The more things change...
Quote of note:
This, of course, was all supposed to end when the U.S. Securities and Exchange Commission in January 2003 issued rules that required more clarity in corporate earnings results. The new rules were a response to reporting abuses in the 1990s, especially among technology and telecommunications companies that ignored normal business costs as a way of padding their bottom lines.
Lifting the Lid: U.S. Companies Hide Bad News Deep in Releases
Sat Feb 26, 2005 07:30 AM ET
By Michael Flaherty
NEW YORK (Reuters) - Burying bad news is back with a vengeance.
Investors may have thought the days when companies hid massive net losses, focused on some kind of weird adjusted measure of earnings and talked mumbo jumbo about their prospects died out with the dot-com bust. But a glance through some of the reports coming through in the past week shows that just isn't the case.

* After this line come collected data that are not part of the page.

pub mod app;
pub mod domain;
pub mod layout;
pub mod routes;
pub mod shared;

use wasm_bindgen::prelude::wasm_bindgen;

#[wasm_bindgen]
pub fn hydrate() {
    // initializes logging using the `log` crate
    _ = console_log::init_with_level(log::Level::Debug);
    console_error_panic_hook::set_once();

    leptos::mount::mount_to_body(app::App);
}

#[wasm_bindgen(start)]
pub fn start() {
    hydrate();
}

Take Clear Channel Communications Inc., for example. You won't find any mention of its quarterly net loss of $4.67 billion until page 9 of the earnings statement. The company's quarterly results, reported on Friday, were hit with a $4.9 billion write-down -- and that wasn't deemed important enough to mention until page 7.
"The charge doesn't upset me, it's the fact that it was so hard to find," said analyst Peter Mirsky of Oppenheimer & Co. "It's disturbing that the company wouldn't be a bit more forward about it."